5月10日に開幕した車いすバスケットボールのクラブチーム日本一決定戦「天皇杯 第47回日本車いすバスケットボール選手権大会」。1回戦の第3試合では、東日本第2次予選2位の千葉ホークス(関東ブロック)と西日本第2次予選トップ通過のワールドバスケットボールクラブ(東海北陸ブロック)が対戦した。
ベテラン勢が多く在籍する東西の強豪チーム同士の戦い。果たして軍配はどちらに? 大会前、「うちは第1クォーターの入りが悪いことが多いので集中して臨みたい」とワールドの大島朋彦ヘッドコーチ兼選手が指摘していた通り、試合序盤の流れをつかんだのは千葉ホークスだった。
ワールドが竹内厚志(以下持ち点:3.0)にボールを集める一方で、千葉ホークスは、高さで国内トップクラスを誇るハイポインターの山口健二がインサイドに切り込みゴール下からのシュートで点を重ねたほか、キャプテンの伊東容臣(4.0)、持ち味のディフェンスに加え得点力に磨きがかかったローポインターの川原凜が次々と得点していった。

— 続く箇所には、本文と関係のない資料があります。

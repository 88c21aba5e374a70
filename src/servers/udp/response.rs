//! Outbound BEP 15 frames.
//!
//! Responses open with `action (u32) | transaction_id (u32)`, followed by an
//! action-specific body. Peers travel in compact form: 4 address bytes then
//! 2 port bytes, big-endian, concatenated without separators.
use std::io::{self, Cursor, Read, Write};
use std::net::{Ipv4Addr, SocketAddrV4};

use byteorder::{NetworkEndian, ReadBytesExt, WriteBytesExt};

use super::error::Error;

/// Longest error message a BEP 15 error response may carry.
pub const MAX_ERROR_MESSAGE_LEN: usize = 64;

#[derive(Debug, Clone, Copy, PartialEq, Eq)]
pub struct ConnectResponse {
    pub transaction_id: u32,
    pub connection_id: u64,
}

/// A peer in the compact 6-byte encoding.
#[derive(Debug, Clone, Copy, PartialEq, Eq)]
pub struct ResponsePeer {
    pub ip_address: Ipv4Addr,
    pub port: u16,
}

impl From<SocketAddrV4> for ResponsePeer {
    fn from(addr: SocketAddrV4) -> Self {
        Self {
            ip_address: *addr.ip(),
            port: addr.port(),
        }
    }
}

#[derive(Debug, Clone, PartialEq, Eq)]
pub struct AnnounceResponse {
    pub transaction_id: u32,
    /// Seconds the client should wait before the next announce.
    pub interval: u32,
    pub leechers: u32,
    pub seeders: u32,
    pub peers: Vec<ResponsePeer>,
}

/// One swarm's population triple in a scrape response.
#[derive(Debug, Clone, Copy, PartialEq, Eq, Default)]
pub struct TorrentScrapeStatistics {
    pub seeders: u32,
    pub completed: u32,
    pub leechers: u32,
}

#[derive(Debug, Clone, PartialEq, Eq)]
pub struct ScrapeResponse {
    pub transaction_id: u32,
    pub torrent_stats: Vec<TorrentScrapeStatistics>,
}

/// BEP 15 error response. The codec supports it for completeness; the
/// dispatcher drops bad requests silently instead of emitting it.
#[derive(Debug, Clone, PartialEq, Eq)]
pub struct ErrorResponse {
    pub transaction_id: u32,
    pub message: String,
}

impl ErrorResponse {
    /// Builds an error response, truncating the message to
    /// [`MAX_ERROR_MESSAGE_LEN`] ASCII bytes.
    #[must_use]
    pub fn new(transaction_id: u32, message: &str) -> Self {
        let message = message
            .chars()
            .filter(char::is_ascii)
            .take(MAX_ERROR_MESSAGE_LEN)
            .collect();
        Self { transaction_id, message }
    }
}

#[derive(Debug, Clone, PartialEq, Eq)]
pub enum Response {
    Connect(ConnectResponse),
    Announce(AnnounceResponse),
    Scrape(ScrapeResponse),
    Error(ErrorResponse),
}

impl From<ConnectResponse> for Response {
    fn from(r: ConnectResponse) -> Self {
        Self::Connect(r)
    }
}

impl From<AnnounceResponse> for Response {
    fn from(r: AnnounceResponse) -> Self {
        Self::Announce(r)
    }
}

impl From<ScrapeResponse> for Response {
    fn from(r: ScrapeResponse) -> Self {
        Self::Scrape(r)
    }
}

impl From<ErrorResponse> for Response {
    fn from(r: ErrorResponse) -> Self {
        Self::Error(r)
    }
}

impl Response {
    /// Writes the response in wire format.
    ///
    /// # Errors
    ///
    /// Will return `Err` if the underlying writer fails, e.g. when the
    /// response does not fit in the caller's buffer.
    pub fn write(&self, bytes: &mut impl Write) -> io::Result<()> {
        match self {
            Response::Connect(r) => {
                bytes.write_u32::<NetworkEndian>(0)?;
                bytes.write_u32::<NetworkEndian>(r.transaction_id)?;
                bytes.write_u64::<NetworkEndian>(r.connection_id)?;
            }

            Response::Announce(r) => {
                bytes.write_u32::<NetworkEndian>(1)?;
                bytes.write_u32::<NetworkEndian>(r.transaction_id)?;
                bytes.write_u32::<NetworkEndian>(r.interval)?;
                bytes.write_u32::<NetworkEndian>(r.leechers)?;
                bytes.write_u32::<NetworkEndian>(r.seeders)?;

                for peer in &r.peers {
                    bytes.write_all(&peer.ip_address.octets())?;
                    bytes.write_u16::<NetworkEndian>(peer.port)?;
                }
            }

            Response::Scrape(r) => {
                bytes.write_u32::<NetworkEndian>(2)?;
                bytes.write_u32::<NetworkEndian>(r.transaction_id)?;

                for stats in &r.torrent_stats {
                    bytes.write_u32::<NetworkEndian>(stats.seeders)?;
                    bytes.write_u32::<NetworkEndian>(stats.completed)?;
                    bytes.write_u32::<NetworkEndian>(stats.leechers)?;
                }
            }

            Response::Error(r) => {
                bytes.write_u32::<NetworkEndian>(3)?;
                bytes.write_u32::<NetworkEndian>(r.transaction_id)?;
                bytes.write_all(r.message.as_bytes())?;
            }
        }

        Ok(())
    }

    /// Parses a response datagram. This is the client side of the codec,
    /// used by the test suite and by tracker health checks.
    ///
    /// # Errors
    ///
    /// Will return `Err` if the frame is shorter than its action requires or
    /// the action is unknown.
    pub fn from_bytes(bytes: &[u8]) -> Result<Self, Error> {
        if bytes.len() < 8 {
            return Err(Error::MalformedFrame { len: bytes.len() });
        }

        let mut cursor = Cursor::new(bytes);
        let action = cursor.read_u32::<NetworkEndian>().expect("it should read from the header");
        let transaction_id = cursor.read_u32::<NetworkEndian>().expect("it should read from the header");

        let truncated = |_: io::Error| Error::MalformedFrame { len: bytes.len() };

        match action {
            // Connect
            0 => {
                let connection_id = cursor.read_u64::<NetworkEndian>().map_err(truncated)?;

                Ok(ConnectResponse {
                    transaction_id,
                    connection_id,
                }
                .into())
            }

            // Announce
            1 => {
                let interval = cursor.read_u32::<NetworkEndian>().map_err(truncated)?;
                let leechers = cursor.read_u32::<NetworkEndian>().map_err(truncated)?;
                let seeders = cursor.read_u32::<NetworkEndian>().map_err(truncated)?;

                let mut peers = Vec::new();
                for chunk in bytes[20..].chunks_exact(6) {
                    peers.push(ResponsePeer {
                        ip_address: Ipv4Addr::new(chunk[0], chunk[1], chunk[2], chunk[3]),
                        port: u16::from_be_bytes([chunk[4], chunk[5]]),
                    });
                }

                Ok(AnnounceResponse {
                    transaction_id,
                    interval,
                    leechers,
                    seeders,
                    peers,
                }
                .into())
            }

            // Scrape
            2 => {
                let mut torrent_stats = Vec::new();
                for _ in 0..bytes[8..].len() / 12 {
                    torrent_stats.push(TorrentScrapeStatistics {
                        seeders: cursor.read_u32::<NetworkEndian>().map_err(truncated)?,
                        completed: cursor.read_u32::<NetworkEndian>().map_err(truncated)?,
                        leechers: cursor.read_u32::<NetworkEndian>().map_err(truncated)?,
                    });
                }

                Ok(ScrapeResponse {
                    transaction_id,
                    torrent_stats,
                }
                .into())
            }

            // Error
            3 => {
                let mut message = String::new();
                cursor.read_to_string(&mut message).map_err(truncated)?;

                Ok(ErrorResponse { transaction_id, message }.into())
            }

            _ => Err(Error::UnknownAction { action }),
        }
    }
}

#[cfg(test)]
mod tests {
    use std::net::Ipv4Addr;

    use super::{
        AnnounceResponse, ConnectResponse, ErrorResponse, Response, ResponsePeer, ScrapeResponse,
        TorrentScrapeStatistics,
    };

    fn to_bytes(response: &Response) -> Vec<u8> {
        let mut bytes = Vec::new();
        response.write(&mut bytes).unwrap();
        bytes
    }

    #[test]
    fn a_connect_response_should_round_trip() {
        let response = Response::from(ConnectResponse {
            transaction_id: 0xDEAD_BEEF,
            connection_id: 0x0102_0304_0506_0708,
        });

        let bytes = to_bytes(&response);

        assert_eq!(bytes.len(), 16);
        assert_eq!(Response::from_bytes(&bytes).unwrap(), response);
    }

    #[test]
    fn an_announce_response_should_round_trip() {
        let response = Response::from(AnnounceResponse {
            transaction_id: 7,
            interval: 1800,
            leechers: 1,
            seeders: 2,
            peers: vec![
                ResponsePeer {
                    ip_address: Ipv4Addr::new(10, 0, 0, 1),
                    port: 6881,
                },
                ResponsePeer {
                    ip_address: Ipv4Addr::new(10, 0, 0, 2),
                    port: 7000,
                },
            ],
        });

        let bytes = to_bytes(&response);

        assert_eq!(bytes.len(), 20 + 2 * 6);
        assert_eq!(Response::from_bytes(&bytes).unwrap(), response);
    }

    #[test]
    fn announce_peers_should_use_the_compact_encoding() {
        let response = Response::from(AnnounceResponse {
            transaction_id: 7,
            interval: 1800,
            leechers: 0,
            seeders: 0,
            peers: vec![ResponsePeer {
                ip_address: Ipv4Addr::new(10, 0, 0, 1),
                port: 6881,
            }],
        });

        let bytes = to_bytes(&response);

        assert_eq!(&bytes[20..26], &[10, 0, 0, 1, 0x1A, 0xE1]);
    }

    #[test]
    fn a_scrape_response_should_round_trip() {
        let response = Response::from(ScrapeResponse {
            transaction_id: 9,
            torrent_stats: vec![
                TorrentScrapeStatistics {
                    seeders: 1,
                    completed: 2,
                    leechers: 3,
                },
                TorrentScrapeStatistics::default(),
            ],
        });

        let bytes = to_bytes(&response);

        assert_eq!(bytes.len(), 8 + 2 * 12);
        assert_eq!(Response::from_bytes(&bytes).unwrap(), response);
    }

    #[test]
    fn an_error_response_should_round_trip() {
        let response = Response::from(ErrorResponse::new(3, "access denied"));

        assert_eq!(Response::from_bytes(&to_bytes(&response)).unwrap(), response);
    }

    #[test]
    fn an_error_message_should_be_truncated_to_64_ascii_bytes() {
        let response = ErrorResponse::new(3, &"x".repeat(100));

        assert_eq!(response.message.len(), 64);
    }

    #[test]
    fn a_truncated_connect_response_should_be_rejected() {
        let response = Response::from(ConnectResponse {
            transaction_id: 1,
            connection_id: 2,
        });
        let bytes = to_bytes(&response);

        assert!(Response::from_bytes(&bytes[..12]).is_err());
    }
}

第2クォーターでワールドが徐々にアジャストすると、一進一退の攻防が続き、前半は30-29と千葉がわずかにリードしたものの、ほぼ互角の戦い。試合が動いたのは、第3クォーターだった。ワールドは、セカンドリバウンドから失点するケースが多かった前半の反省点をハーフタイムでしっかり共有し、ディフェンスからの速い攻めで流れをつかんでいった。
すると、加藤和徳(3.0)や冨永文明(3.5)のシュートがバランスよく決まりだす。ディフェンスでは、ハーフコートの意識を高め、ボールプレッシャーをどんどんかけていったことで、千葉ホークスは前半の勢いを封じこめられてしまう。第3クォーター、千葉は残り3分で植木隆人が挙げたわずか1得点に留まった。流れを変えたい千葉ホークスに対して、ワールドは第4クォーターも集中力を切らすことなく継続し、67-40と大差をつけ勝利を手にした。
ワールドの登録選手の平均年齢は37.7歳。どうしても他のチームに比べ体力的に劣ってしまう部分については、「ゲームに集中することを意識して、チームで声をかけあって仲間を鼓舞した」と話す竹内。
ベテラン力で大きな1勝を挙げたワールドは、11日の準決勝で、大会11連覇を目指す絶対王者・宮城MAXと対戦する。